Having survived the Asian stock market crash of 1997, dwp (Design Worldwide Partnership) is no stranger to operating
under difficult circumstances. We talk to CEO Brenton Mauriello about about his strategy for surviving the current downturn.
“We are not here to plod,” Brenton Mauriello, CEO of dwp or, in its entire form, Design Worldwide Partnership, insists. “That’s just boring.”
Testament to this, perhaps, is the opening of four new dwp offices this year – two in Australia, one in Malaysia, one in China – and a move to new premises in Dubai.
In spite of the turbulent global economy, the company has continued to invest, ploughing effort and energy into business development and marketing.

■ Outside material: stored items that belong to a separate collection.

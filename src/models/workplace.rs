use chrono::{DateTime, Utc};
use serde::{Deserialize, Serialize};

/// A named partition of labors, attendance and payments. Every other record
/// is owned by exactly one workplace and is removed with it.
#[derive(Debug, Clone, Serialize, Deserialize, PartialEq)]
#[serde(rename_all = "camelCase")]
pub struct Workplace {
    pub id: String,
    pub name: String,
    #[serde(default, skip_serializing_if = "Option::is_none")]
    pub description: Option<String>,
    #[serde(default = "default_is_active")]
    pub is_active: bool,
    pub created_at: DateTime<Utc>,
}

fn default_is_active() -> bool {
    true
}

#[derive(Debug, Clone, Serialize, Deserialize, Default, PartialEq)]
#[serde(rename_all = "camelCase")]
pub struct WorkplaceCreateInput {
    pub name: String,
    #[serde(default)]
    pub description: Option<String>,
}

#[derive(Debug, Clone, Serialize, Deserialize, Default, PartialEq)]
#[serde(rename_all = "camelCase")]
pub struct WorkplaceUpdateInput {
    #[serde(default)]
    pub name: Option<String>,
    #[serde(default)]
    pub description: Option<Option<String>>,
    #[serde(default)]
    pub is_active: Option<bool>,
}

As a survivor of the Asian stock market crash of 1997, the firm is well-versed in dealing with crisis and, arguably, particularly well positioned to navigate the current economic climate. We speak to Mauriello about lessons learnt, business strategy and the benefits of being a ‘suit’ in a creative industry.
Tell us about dwp.
It is an amalgamation of companies that started in Asia. The oldest company was Cityspace, which was started in Thailand by Kristina Zanic and Scott Whitakker in 1994. And then we have another company that was started by David Chang and John Chue in Vietnam, called Attitude.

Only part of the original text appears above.